On appeal defendant argues, relying on United States v. Wade, 388 U. S. 218, 87 S. Ct. 1926, 18 L. Ed. 2d 1149 (1967) and Gilbert v. California, 388 U. S. 263, 87 S. Ct. 1951, 18 L. Ed. 2d 1178 (1967), that under the Sixth Amendment of the United States Constitution he was entitled la counsel when Morris' out-of-court identification was made. It was therefore, he says, not only error to deny his motions at the end of the State's case and at the close of all the evidence to strike the testimony of Morris and of Detective Melillo with respect to that identification hut also error to refuse to strike Morris' in-court identification of defendant allegedly tainted by the "unconstitutional" out-of-court identification. We find no substance in the argument.
Defendant misconceives not only the scope of the Wade doctrine but also the issue we are called upon to decide in this case. That issue is not, as defendant's argument assumes, whether the Wade rule requiring the assistance of counsel should be applied to pre-indictment confrontations as well as post-indictment confrontations.
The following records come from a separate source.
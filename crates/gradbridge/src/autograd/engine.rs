//! Backward pass execution for reverse-mode automatic differentiation.

use super::grad_mode::GradModeGuard;
use super::gradients::GradientBuffer;
use super::graph::{ComputationGraph, NodeId, with_graph};
use super::hooks::run_hooks;
use super::variable::Variable;
use crate::error::AutogradError;
use crate::tensor::DenseTensor;
use log::{debug, trace};
use std::collections::{BinaryHeap, HashMap};

/// Options of a backward pass.
#[derive(Debug, Clone, Copy, Default, PartialEq, Eq)]
pub struct BackwardOptions {
    /// Keep every traversed node (and what it saved) so the same graph can
    /// be traversed again.
    pub retain_graph: bool,
}

impl BackwardOptions {
    pub fn new() -> Self {
        Self::default()
    }

    pub fn retain_graph(mut self, retain: bool) -> Self {
        self.retain_graph = retain;
        self
    }
}

/// Per-node bookkeeping gathered before execution.
struct GraphTask {
    /// Number of not-yet-executed consumers of each node's outputs.
    dependencies: HashMap<NodeId, usize>,
    num_outputs: HashMap<NodeId, usize>,
}

impl GraphTask {
    fn outputs_of(&self, id: NodeId) -> usize {
        self.num_outputs.get(&id).copied().unwrap_or(1)
    }
}

/// Execute backward pass from `root`.
///
/// Gradients are accumulated into the leaves reachable from `root` (read
/// them with [`Variable::grad`]). Each node runs exactly once, with the sum
/// of the gradients of all paths into it, after every node that consumes
/// its outputs.
///
/// # Arguments
/// * `root` - Tensor to differentiate
/// * `grad_output` - Gradient of `root`; `None` means ones, which is only
///   allowed for single-element roots
/// * `options` - See [`BackwardOptions`]
///
/// # Errors
/// Returns error if:
/// - `root` is undefined or does not require grad
/// - `grad_output` is `None` and `root` has more than one element
/// - `grad_output` does not have the shape of `root`
/// - the traversal reaches a node released by an earlier backward pass
/// - a gradient function or hook fails
///
/// # Example
///
/// ```
/// use gradbridge::DenseTensor;
/// use gradbridge::autograd::{BackwardOptions, Variable, backward, clear_graph};
///
/// clear_graph();
///
/// let a = Variable::leaf(DenseTensor::from_vec(vec![1.0, 2.0], &[2]).unwrap());
/// let b = Variable::leaf(DenseTensor::from_vec(vec![3.0, 4.0], &[2]).unwrap());
/// let loss = a.mul(&b).unwrap().sum().unwrap();
///
/// backward(&loss, None, BackwardOptions::default()).unwrap();
///
/// assert_eq!(a.grad().unwrap().data(), &[3.0, 4.0]);
/// assert_eq!(b.grad().unwrap().data(), &[1.0, 2.0]);
/// ```
pub fn backward(
    root: &Variable,
    grad_output: Option<&DenseTensor<f64>>,
    options: BackwardOptions,
) -> Result<(), AutogradError> {
    let root_tensor = root.tensor()?;
    let root_edge = root.grad_edge().ok_or(AutogradError::DoesNotRequireGrad)?;

    let seed = match grad_output {
        Some(grad) => {
            if grad.shape() != root_tensor.shape() {
                return Err(AutogradError::GradShapeMismatch {
                    origin: "grad_output".to_string(),
                    expected: root_tensor.shape().to_vec(),
                    actual: grad.shape().to_vec(),
                });
            }
            grad.clone()
        }
        None => {
            if root_tensor.len() != 1 {
                return Err(AutogradError::NonScalarRoot {
                    len: root_tensor.len(),
                });
            }
            DenseTensor::ones(root_tensor.shape())
        }
    };

    let mut task = with_graph(|g| collect_dependencies(g, root_edge.node))?;
    debug!(
        "backward from node {} over {} nodes (retain_graph = {})",
        root_edge.node.index(),
        task.num_outputs.len(),
        options.retain_graph
    );

    // Gradient functions must not record new nodes.
    let _guard = GradModeGuard::new(false);

    let mut buffer = GradientBuffer::new();
    let root_outputs = task.outputs_of(root_edge.node);
    buffer.accumulate(root_edge.node, root_edge.input_nr, root_outputs, seed)?;

    // Node ids follow creation order, so the max-heap runs consumers before
    // their producers.
    let mut ready = BinaryHeap::from([root_edge.node]);
    let mut executed = 0usize;

    while let Some(node_id) = ready.pop() {
        let num_outputs = task.outputs_of(node_id);
        let grads = run_slot_hooks(node_id, buffer.take(node_id, num_outputs))?;

        let (is_leaf, grad_fn) = with_graph(|g| {
            g.get_node(node_id)
                .map(|n| (n.is_leaf(), n.grad_fn()))
                .ok_or(AutogradError::GraphReleased {
                    node: node_id.index(),
                })
        })?;

        if is_leaf {
            if let Some(grad) = grads.into_iter().next().flatten() {
                trace!("accumulating gradient into leaf {}", node_id.index());
                with_graph(|g| match g.get_node_mut(node_id) {
                    Some(node) => node.accumulate_grad(grad),
                    None => Err(AutogradError::GraphReleased {
                        node: node_id.index(),
                    }),
                })?;
            }
            continue;
        }

        let grad_fn = grad_fn.ok_or(AutogradError::GraphReleased {
            node: node_id.index(),
        })?;
        let next_edges = grad_fn.next_edges().to_vec();

        if grads.iter().any(Option::is_some) {
            trace!("running {} (node {})", grad_fn.name(), node_id.index());
            let input_grads = grad_fn.apply(grads)?;
            if input_grads.len() != next_edges.len() {
                return Err(AutogradError::ArityMismatch {
                    function: grad_fn.name().to_string(),
                    expected: next_edges.len(),
                    actual: input_grads.len(),
                });
            }
            for (edge, grad) in next_edges.iter().zip(input_grads) {
                if let (Some(edge), Some(grad)) = (edge, grad) {
                    let target_outputs = task.outputs_of(edge.node);
                    buffer.accumulate(edge.node, edge.input_nr, target_outputs, grad)?;
                }
            }
            executed += 1;
        } else {
            trace!("skipping {} (node {}): no gradient", grad_fn.name(), node_id.index());
        }

        for edge in next_edges.iter().flatten() {
            if let Some(count) = task.dependencies.get_mut(&edge.node) {
                *count -= 1;
                if *count == 0 {
                    ready.push(edge.node);
                }
            }
        }

        if !options.retain_graph {
            drop(grad_fn);
            with_graph(|g| {
                if let Some(node) = g.get_node_mut(node_id) {
                    node.release();
                }
            });
        }
    }

    debug!("backward finished: {} gradient functions executed", executed);
    Ok(())
}

/// Count, for every node reachable from `root`, how many edges point at it.
fn collect_dependencies(
    graph: &ComputationGraph,
    root: NodeId,
) -> Result<GraphTask, AutogradError> {
    let mut dependencies = HashMap::new();
    let mut num_outputs = HashMap::new();
    let mut stack = vec![root];

    dependencies.insert(root, 0);
    while let Some(id) = stack.pop() {
        if num_outputs.contains_key(&id) {
            continue;
        }
        let node = graph
            .get_node(id)
            .ok_or(AutogradError::GraphReleased { node: id.index() })?;
        if node.is_released() {
            return Err(AutogradError::GraphReleased { node: id.index() });
        }
        num_outputs.insert(id, node.num_outputs());

        if let Some(grad_fn) = node.grad_fn() {
            for edge in grad_fn.next_edges().iter().flatten() {
                *dependencies.entry(edge.node).or_insert(0) += 1;
                if !num_outputs.contains_key(&edge.node) {
                    stack.push(edge.node);
                }
            }
        }
    }

    Ok(GraphTask {
        dependencies,
        num_outputs,
    })
}

/// Run the hooks registered on each output slot of a node over its gradient.
fn run_slot_hooks(
    node_id: NodeId,
    grads: Vec<Option<DenseTensor<f64>>>,
) -> Result<Vec<Option<DenseTensor<f64>>>, AutogradError> {
    grads
        .into_iter()
        .enumerate()
        .map(|(slot, grad)| {
            let Some(grad) = grad else {
                return Ok(None);
            };
            // Clone the hooks out so no graph borrow is held while they run.
            let hooks = with_graph(|g| {
                g.get_node(node_id)
                    .map(|n| n.active_hooks(slot))
                    .unwrap_or_default()
            });
            if hooks.is_empty() {
                Ok(Some(grad))
            } else {
                trace!(
                    "running {} hooks on node {} output {}",
                    hooks.len(),
                    node_id.index(),
                    slot
                );
                run_hooks(&hooks, grad).map(Some)
            }
        })
        .collect()
}

#[cfg(test)]
mod tests {
    use super::*;
    use crate::autograd::graph::{Edge, EdgeList, GradFn};
    use crate::autograd::{clear_graph, is_grad_enabled};
    use crate::operations::scale;
    use std::cell::Cell;
    use std::rc::Rc;

    // GradFn that scales gradient
    #[derive(Debug)]
    struct ScaleBackward {
        next_edges: EdgeList,
        scale: f64,
    }

    impl GradFn for ScaleBackward {
        fn name(&self) -> &str {
            "ScaleBackward"
        }

        fn next_edges(&self) -> &[Option<Edge>] {
            &self.next_edges
        }

        fn apply(
            &self,
            grad_outputs: Vec<Option<DenseTensor<f64>>>,
        ) -> Result<Vec<Option<DenseTensor<f64>>>, AutogradError> {
            assert!(!is_grad_enabled());
            let grad = grad_outputs.into_iter().next().flatten();
            Ok(vec![grad.map(|g| scale(&g, self.scale))])
        }
    }

    // GradFn that returns one gradient too many
    #[derive(Debug)]
    struct TooMany {
        next_edges: EdgeList,
    }

    impl GradFn for TooMany {
        fn name(&self) -> &str {
            "TooMany"
        }

        fn next_edges(&self) -> &[Option<Edge>] {
            &self.next_edges
        }

        fn apply(
            &self,
            _grad_outputs: Vec<Option<DenseTensor<f64>>>,
        ) -> Result<Vec<Option<DenseTensor<f64>>>, AutogradError> {
            Ok(vec![None, None])
        }
    }

    fn scaled(input: &Variable, factor: f64) -> Variable {
        let grad_fn = ScaleBackward {
            next_edges: [input.grad_edge()].into_iter().collect(),
            scale: factor,
        };
        let node = with_graph(|g| g.create_node(Rc::new(grad_fn), 1));
        let data = scale(input.tensor().unwrap(), factor);
        Variable::from_edge(Rc::new(data), Some(Edge::new(node, 0)))
    }

    #[test]
    fn test_backward_single_leaf() {
        clear_graph();

        let leaf = Variable::leaf(DenseTensor::scalar(1.0));
        let out = scaled(&leaf, 1.0);

        backward(&out, None, BackwardOptions::default()).unwrap();

        assert_eq!(leaf.grad().unwrap().data(), &[1.0]);
        assert!(is_grad_enabled());
    }

    #[test]
    fn test_backward_chain() {
        clear_graph();

        // leaf -> scale(2) -> scale(3)
        let leaf = Variable::leaf(DenseTensor::scalar(1.0));
        let out = scaled(&scaled(&leaf, 2.0), 3.0);

        backward(&out, None, BackwardOptions::default()).unwrap();

        // Gradient should be 1.0 * 3.0 * 2.0 = 6.0
        assert_eq!(leaf.grad().unwrap().data(), &[6.0]);
    }

    #[test]
    fn test_backward_diamond_runs_each_node_once() {
        clear_graph();

        let leaf = Variable::leaf(DenseTensor::scalar(1.0));
        let mid = scaled(&leaf, 2.0);
        let counter = Rc::new(Cell::new(0));
        let seen = Rc::clone(&counter);
        mid.register_hook(move |g: DenseTensor<f64>| -> Result<DenseTensor<f64>, AutogradError> {
            seen.set(seen.get() + 1);
            Ok(g)
        })
        .unwrap();

        let out = mid.add(&mid).unwrap();
        backward(&out, None, BackwardOptions::default()).unwrap();

        // Two paths into `mid`, summed before its hook runs.
        assert_eq!(counter.get(), 1);
        assert_eq!(leaf.grad().unwrap().data(), &[4.0]);
    }

    #[test]
    fn test_backward_explicit_grad_output() {
        clear_graph();

        let leaf = Variable::leaf(DenseTensor::ones(&[3]));
        let out = scaled(&leaf, 2.0);
        let seed = DenseTensor::from_vec(vec![1.0, 2.0, 3.0], &[3]).unwrap();

        backward(&out, Some(&seed), BackwardOptions::default()).unwrap();
        assert_eq!(leaf.grad().unwrap().data(), &[2.0, 4.0, 6.0]);
    }

    #[test]
    fn test_backward_non_scalar_error() {
        clear_graph();

        let leaf = Variable::leaf(DenseTensor::ones(&[3]));
        let out = scaled(&leaf, 1.0);

        assert_eq!(
            backward(&out, None, BackwardOptions::default()),
            Err(AutogradError::NonScalarRoot { len: 3 })
        );
        assert!(matches!(
            backward(&out, Some(&DenseTensor::ones(&[2])), BackwardOptions::default()),
            Err(AutogradError::GradShapeMismatch { .. })
        ));
    }

    #[test]
    fn test_backward_not_in_graph_error() {
        clear_graph();

        let constant = Variable::new(DenseTensor::scalar(1.0));
        assert_eq!(
            backward(&constant, None, BackwardOptions::default()),
            Err(AutogradError::DoesNotRequireGrad)
        );
        assert_eq!(
            backward(&Variable::undefined(), None, BackwardOptions::default()),
            Err(AutogradError::UndefinedTensor)
        );
    }

    #[test]
    fn test_second_backward_needs_retain_graph() {
        clear_graph();

        let leaf = Variable::leaf(DenseTensor::scalar(1.0));
        let out = scaled(&leaf, 2.0);

        let retain = BackwardOptions::new().retain_graph(true);
        backward(&out, None, retain).unwrap();
        backward(&out, None, BackwardOptions::default()).unwrap();
        assert_eq!(leaf.grad().unwrap().data(), &[4.0]);

        let node = out.node_id().unwrap().index();
        assert_eq!(
            backward(&out, None, BackwardOptions::default()),
            Err(AutogradError::GraphReleased { node })
        );
    }

    #[test]
    fn test_arity_mismatch_aborts() {
        clear_graph();

        let leaf = Variable::leaf(DenseTensor::scalar(1.0));
        let grad_fn = TooMany {
            next_edges: [leaf.grad_edge()].into_iter().collect(),
        };
        let node = with_graph(|g| g.create_node(Rc::new(grad_fn), 1));
        let out = Variable::from_edge(Rc::new(DenseTensor::scalar(1.0)), Some(Edge::new(node, 0)));

        assert_eq!(
            backward(&out, None, BackwardOptions::default()),
            Err(AutogradError::ArityMismatch {
                function: "TooMany".to_string(),
                expected: 1,
                actual: 2,
            })
        );
        assert!(leaf.grad().is_none());
        assert!(is_grad_enabled());
    }
}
Here we need not reach or decide that question to which the courts have given divergent answers. Some courts, noting that Wade involved a post-indictment lineup and that the Supreme Court's precise holding was that "for Wade the post-indictment lineup was a critical stage of the prosecution at which he was 'as much entitled to such aid [of counsel] as at the trial itself,' " Wade, supra, 388 U. S. at 337, 87 S. Ct. at 1937, have limited the requirement of counsel to post-indictment confrontations. See e. g., People v. Palmer, 41 Ill. 2d 571, 344 N. E. 2d 173 (Sup. Ct. 1969). Others have extended the rule to situations involving pre-indictment confrontations of an accused. See e. g. Rivers v. United States, 400 F. 2d 935 (5 Cir. 1968); State v. Edge, 111 N. J. Super. 182, 187 (App. Div. 1970); see also, however, State v. Thomas, 107 N. J. Super. 128, 133-135 (App. Div. 1969); State v. Matlack, 49 N. J. 491, 499 (1967), cert. den. 389 U. S. 1009, 88 S. Ct. 572, 19 L. Ed. 2d 606 (1967).
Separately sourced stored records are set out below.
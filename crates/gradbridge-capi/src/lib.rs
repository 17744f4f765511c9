//! C API for gradbridge
//!
//! This crate exposes the gradbridge autograd engine to foreign code: tensors
//! and tensor lists, custom functions whose forward and backward are foreign
//! callbacks, and gradient hooks.
//!
//! Every value crosses the boundary as a `*mut gbr_handle`, a tagged wrapper
//! checked on every use: a handle of the wrong kind yields
//! `GBR_TYPE_MISMATCH` instead of undefined behavior. Handles returned by the
//! API are owned by the caller and freed with [`gbr_handle_release`].
//!
//! A foreign closure is a function pointer plus a `custom` user-data pointer.
//! Handles passed *to* a callback are owned by the callback (it may release
//! or return them); the handle a callback returns is consumed by the library.
//! The context handle passed to forward/backward is borrowed for the call
//! only and cannot be released.
//!
//! Graph nodes live in a per-thread arena that only grows: backward frees a
//! node's saved state but not its slot. Long-running loops should call
//! [`gbr_autograd_clear_graph`] between iterations, once no tensor from the
//! previous iteration will take part in autograd again.
//!
//! Accessors that return a plain value (`gbr_tensor_len`,
//! `gbr_variable_list_size` and the like) cannot carry a status code; they
//! return zero or false for an invalid handle and log the mismatch at `warn`
//! level.
//!
//! All extern "C" functions are inherently unsafe as they work with raw pointers
//! from foreign code. The `#[unsafe(no_mangle)]` attribute marks the entire
//! function signature as unsafe at the FFI boundary.

#![allow(clippy::not_unsafe_ptr_arg_deref)]

mod context;
mod function;
mod handle;
mod hook;
mod tensor;
mod variable_list;

pub use context::*;
pub use function::*;
pub use handle::*;
pub use hook::*;
pub use tensor::*;
pub use variable_list::*;

use gradbridge::autograd::{clear_graph, is_grad_enabled, set_grad_enabled};
use gradbridge::{AutogradError, TensorError};
use libc::c_int;
use log::warn;
use std::panic::{AssertUnwindSafe, catch_unwind};
use std::ptr;

// Status codes
pub type StatusCode = c_int;

pub const GBR_SUCCESS: StatusCode = 0;
pub const GBR_INVALID_ARGUMENT: StatusCode = -1;
pub const GBR_SHAPE_MISMATCH: StatusCode = -2;
pub const GBR_INDEX_OUT_OF_BOUNDS: StatusCode = -3;
pub const GBR_INTERNAL_ERROR: StatusCode = -4;
pub const GBR_TYPE_MISMATCH: StatusCode = -5;
pub const GBR_ARITY_MISMATCH: StatusCode = -6;
pub const GBR_INVALID_TOKEN: StatusCode = -7;
pub const GBR_AUTOGRAD_ERROR: StatusCode = -8;
pub const GBR_CALLBACK_FAILED: StatusCode = -9;

/// Map an engine error to its status code.
pub(crate) fn error_status(err: AutogradError) -> StatusCode {
    warn!("gradbridge C API: {err}");
    match err {
        AutogradError::Tensor(TensorError::IndexOutOfBounds { .. })
        | AutogradError::OutOfRange { .. } => GBR_INDEX_OUT_OF_BOUNDS,
        AutogradError::Tensor(_) | AutogradError::GradShapeMismatch { .. } => GBR_SHAPE_MISMATCH,
        AutogradError::ArityMismatch { .. } => GBR_ARITY_MISMATCH,
        AutogradError::TypeMismatch { .. } => GBR_TYPE_MISMATCH,
        AutogradError::InvalidHookToken { .. } => GBR_INVALID_TOKEN,
        AutogradError::UndefinedTensor => GBR_INVALID_ARGUMENT,
        AutogradError::Callback { .. } => GBR_CALLBACK_FAILED,
        AutogradError::DoesNotRequireGrad
        | AutogradError::NonScalarRoot { .. }
        | AutogradError::GraphReleased { .. }
        | AutogradError::ContextBusy { .. } => GBR_AUTOGRAD_ERROR,
    }
}

/// Run `f` behind a panic guard and report its outcome through `status`.
///
/// Returns null on any failure. Nothing runs if `status` is null.
pub(crate) fn handle_result(
    status: *mut StatusCode,
    f: impl FnOnce() -> Result<*mut gbr_handle, StatusCode>,
) -> *mut gbr_handle {
    if status.is_null() {
        return ptr::null_mut();
    }

    let (handle, code) = match catch_unwind(AssertUnwindSafe(f)) {
        Ok(Ok(handle)) => (handle, GBR_SUCCESS),
        Ok(Err(code)) => (ptr::null_mut(), code),
        Err(_) => {
            warn!("gradbridge C API: panic caught at the boundary");
            (ptr::null_mut(), GBR_INTERNAL_ERROR)
        }
    };
    unsafe {
        *status = code;
    }
    handle
}

/// Run `f` behind a panic guard and return its status code.
pub(crate) fn status_result(f: impl FnOnce() -> Result<(), StatusCode>) -> StatusCode {
    match catch_unwind(AssertUnwindSafe(f)) {
        Ok(Ok(())) => GBR_SUCCESS,
        Ok(Err(code)) => code,
        Err(_) => {
            warn!("gradbridge C API: panic caught at the boundary");
            GBR_INTERNAL_ERROR
        }
    }
}

// ============================================================================
// Grad mode
// ============================================================================

/// Enable or disable gradient tracking on the calling thread.
#[unsafe(no_mangle)]
pub extern "C" fn gbr_autograd_set_grad_mode(enabled: bool) {
    set_grad_enabled(enabled);
}

/// Whether gradient tracking is enabled on the calling thread.
#[unsafe(no_mangle)]
pub extern "C" fn gbr_autograd_is_enabled() -> bool {
    is_grad_enabled()
}

/// Drop every graph node of the calling thread, leaves included.
///
/// Tensors created before the call keep their data but must not be used for
/// backward, hooks or as inputs that require grad afterwards.
#[unsafe(no_mangle)]
pub extern "C" fn gbr_autograd_clear_graph() {
    clear_graph();
}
Where, as here, the out-of-court identification takes place during the investigatory phase of the case, before the defendant is arrested or taken into police custody, Wade does not in any event apply; the presence of counsel is not required. Cf. State v. Butler, 256 A. 2d 588, 590-591 (Me. Sup. Jud. Ct. 1969); United States v. Davis, 399 F. 2d 948, 952 (2 Cir. 1968), cert. den. 393 U. S. 987, 89 S. Ct. 465, 21 L. Ed. 2d 449 (1968); Bratten v. Delaware, 307 F. Supp. 643 (D. Del. 1969).
In the case before us there is even less basis for the claimed right to counsel than in Butler, Bratten and Davis, supra, in each of which the claim was rejected by the court, for here defendant was not even a suspect when the confrontation took place. He was only one of a group of unknown people in a courtroom.
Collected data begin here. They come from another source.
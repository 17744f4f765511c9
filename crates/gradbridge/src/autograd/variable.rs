//! Variable - a tensor with autograd metadata.

use super::engine::{BackwardOptions, backward};
use super::graph::{Edge, NodeId, with_graph};
use crate::error::AutogradError;
use crate::tensor::DenseTensor;
use std::ops::Index;
use std::rc::Rc;

/// A tensor value together with the graph edge that produced it.
///
/// A `Variable` may be *undefined*: it then holds no data and stands for
/// "no gradient" wherever a gradient list is expected.
///
/// Cloning is cheap; clones share the tensor data and the graph edge.
///
/// # Example
///
/// ```
/// use gradbridge::DenseTensor;
/// use gradbridge::autograd::Variable;
///
/// // A leaf that requires gradient
/// let a = Variable::leaf(DenseTensor::ones(&[2, 3]));
/// assert!(a.requires_grad());
///
/// // A constant
/// let b = Variable::new(DenseTensor::ones(&[2, 3]));
/// assert!(!b.requires_grad());
///
/// assert!(!Variable::undefined().is_defined());
/// ```
#[derive(Debug, Clone, Default)]
pub struct Variable {
    data: Option<Rc<DenseTensor<f64>>>,
    /// Output slot of the node that produced this tensor (None if not tracking).
    grad_edge: Option<Edge>,
}

impl Variable {
    /// Create a variable that does not require gradient.
    pub fn new(tensor: DenseTensor<f64>) -> Self {
        Self {
            data: Some(Rc::new(tensor)),
            grad_edge: None,
        }
    }

    /// Create a leaf variable that requires gradient.
    ///
    /// Registers a leaf node in the thread-local computation graph. Graph
    /// slots are reclaimed only by [`clear_graph`](super::clear_graph), so
    /// training loops should clear the graph between iterations.
    pub fn leaf(tensor: DenseTensor<f64>) -> Self {
        let node = with_graph(|g| g.create_leaf());
        Self {
            data: Some(Rc::new(tensor)),
            grad_edge: Some(Edge::new(node, 0)),
        }
    }

    /// Create with explicit requires_grad flag.
    pub fn with_requires_grad(tensor: DenseTensor<f64>, requires_grad: bool) -> Self {
        if requires_grad {
            Self::leaf(tensor)
        } else {
            Self::new(tensor)
        }
    }

    /// The undefined sentinel.
    pub fn undefined() -> Self {
        Self::default()
    }

    pub(crate) fn from_edge(data: Rc<DenseTensor<f64>>, grad_edge: Option<Edge>) -> Self {
        Self {
            data: Some(data),
            grad_edge,
        }
    }

    pub fn is_defined(&self) -> bool {
        self.data.is_some()
    }

    /// Get the underlying tensor.
    ///
    /// # Errors
    ///
    /// `UndefinedTensor` for the undefined sentinel.
    pub fn tensor(&self) -> Result<&DenseTensor<f64>, AutogradError> {
        self.data.as_deref().ok_or(AutogradError::UndefinedTensor)
    }

    pub(crate) fn shared_tensor(&self) -> Option<&Rc<DenseTensor<f64>>> {
        self.data.as_ref()
    }

    /// Copy of the tensor data, `None` when undefined.
    pub fn to_tensor(&self) -> Option<DenseTensor<f64>> {
        self.data.as_deref().cloned()
    }

    /// Consume and return the tensor, cloning only if the data is shared.
    pub fn into_tensor(self) -> Option<DenseTensor<f64>> {
        self.data.map(Rc::unwrap_or_clone)
    }

    /// Shape of the tensor; empty for the undefined sentinel.
    pub fn shape(&self) -> &[usize] {
        self.data.as_deref().map(DenseTensor::shape).unwrap_or(&[])
    }

    /// Number of elements; zero for the undefined sentinel.
    pub fn len(&self) -> usize {
        self.data.as_deref().map_or(0, DenseTensor::len)
    }

    pub fn is_empty(&self) -> bool {
        self.len() == 0
    }

    /// Whether gradients flow back through this tensor.
    pub fn requires_grad(&self) -> bool {
        self.grad_edge.is_some()
    }

    pub fn grad_edge(&self) -> Option<Edge> {
        self.grad_edge
    }

    /// Get node ID if tracked.
    pub fn node_id(&self) -> Option<NodeId> {
        self.grad_edge.map(|e| e.node)
    }

    /// Position of this tensor among the outputs of its node.
    pub fn output_nr(&self) -> usize {
        self.grad_edge.map_or(0, |e| e.input_nr)
    }

    /// A leaf is a tensor that requires grad and was not computed by a
    /// recorded operation.
    pub fn is_leaf(&self) -> bool {
        self.grad_edge.is_some_and(|e| {
            with_graph(|g| g.get_node(e.node).is_some_and(|n| n.is_leaf()))
        })
    }

    /// Accumulated gradient of a leaf, if a backward pass reached it.
    pub fn grad(&self) -> Option<DenseTensor<f64>> {
        let edge = self.grad_edge?;
        with_graph(|g| g.get_node(edge.node).and_then(|n| n.grad().cloned()))
    }

    /// Reset the accumulated gradient of a leaf.
    pub fn zero_grad(&self) {
        if let Some(edge) = self.grad_edge {
            with_graph(|g| {
                if let Some(node) = g.get_node_mut(edge.node) {
                    node.clear_grad();
                }
            });
        }
    }

    /// Detach from computation graph.
    ///
    /// Returns a variable that shares data but doesn't require grad.
    pub fn detach(&self) -> Self {
        Self {
            data: self.data.clone(),
            grad_edge: None,
        }
    }

    /// Backpropagate from a single-element tensor with an implicit
    /// gradient of one, freeing the traversed graph.
    pub fn backward(&self) -> Result<(), AutogradError> {
        backward(self, None, BackwardOptions::default())
    }

    /// Backpropagate with an explicit output gradient and options.
    pub fn backward_with(
        &self,
        grad_output: Option<&DenseTensor<f64>>,
        options: BackwardOptions,
    ) -> Result<(), AutogradError> {
        backward(self, grad_output, options)
    }
}

impl From<DenseTensor<f64>> for Variable {
    fn from(tensor: DenseTensor<f64>) -> Self {
        Self::new(tensor)
    }
}

/// Ordered list of variables; the argument and return shape of custom
/// functions.
#[derive(Debug, Clone, Default)]
pub struct VariableList(Vec<Variable>);

impl VariableList {
    pub fn new() -> Self {
        Self(Vec::new())
    }

    pub fn with_capacity(capacity: usize) -> Self {
        Self(Vec::with_capacity(capacity))
    }

    pub fn push(&mut self, variable: Variable) {
        self.0.push(variable);
    }

    /// Element at `index`.
    ///
    /// # Errors
    ///
    /// `OutOfRange` if `index >= len()`.
    pub fn get(&self, index: usize) -> Result<&Variable, AutogradError> {
        self.0.get(index).ok_or(AutogradError::OutOfRange {
            index,
            len: self.0.len(),
        })
    }

    pub fn len(&self) -> usize {
        self.0.len()
    }

    pub fn is_empty(&self) -> bool {
        self.0.is_empty()
    }

    pub fn iter(&self) -> std::slice::Iter<'_, Variable> {
        self.0.iter()
    }

    pub fn into_vec(self) -> Vec<Variable> {
        self.0
    }
}

impl From<Vec<Variable>> for VariableList {
    fn from(variables: Vec<Variable>) -> Self {
        Self(variables)
    }
}

impl FromIterator<Variable> for VariableList {
    fn from_iter<I: IntoIterator<Item = Variable>>(iter: I) -> Self {
        Self(iter.into_iter().collect())
    }
}

impl IntoIterator for VariableList {
    type Item = Variable;
    type IntoIter = std::vec::IntoIter<Variable>;

    fn into_iter(self) -> Self::IntoIter {
        self.0.into_iter()
    }
}

impl<'a> IntoIterator for &'a VariableList {
    type Item = &'a Variable;
    type IntoIter = std::slice::Iter<'a, Variable>;

    fn into_iter(self) -> Self::IntoIter {
        self.0.iter()
    }
}

impl Index<usize> for VariableList {
    type Output = Variable;

    fn index(&self, index: usize) -> &Variable {
        &self.0[index]
    }
}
Finally, we find no merit in the second ground for reversal argued by defendant. The trial court was correct in ruling that the prosecutor's reference to the Public Defender's Office did not call for the grant of a mistrial.
The judgment of conviction is affirmed.
Indeed, even police custody does not trigger the right to counsel when the identification takes place in circumstances amounting to an on-the-scene confrontation. State v. Thomas, 107 N. J. Super. 128, 134 (App. Div. 1969) and cases cited therein; United States v. Davis, supra.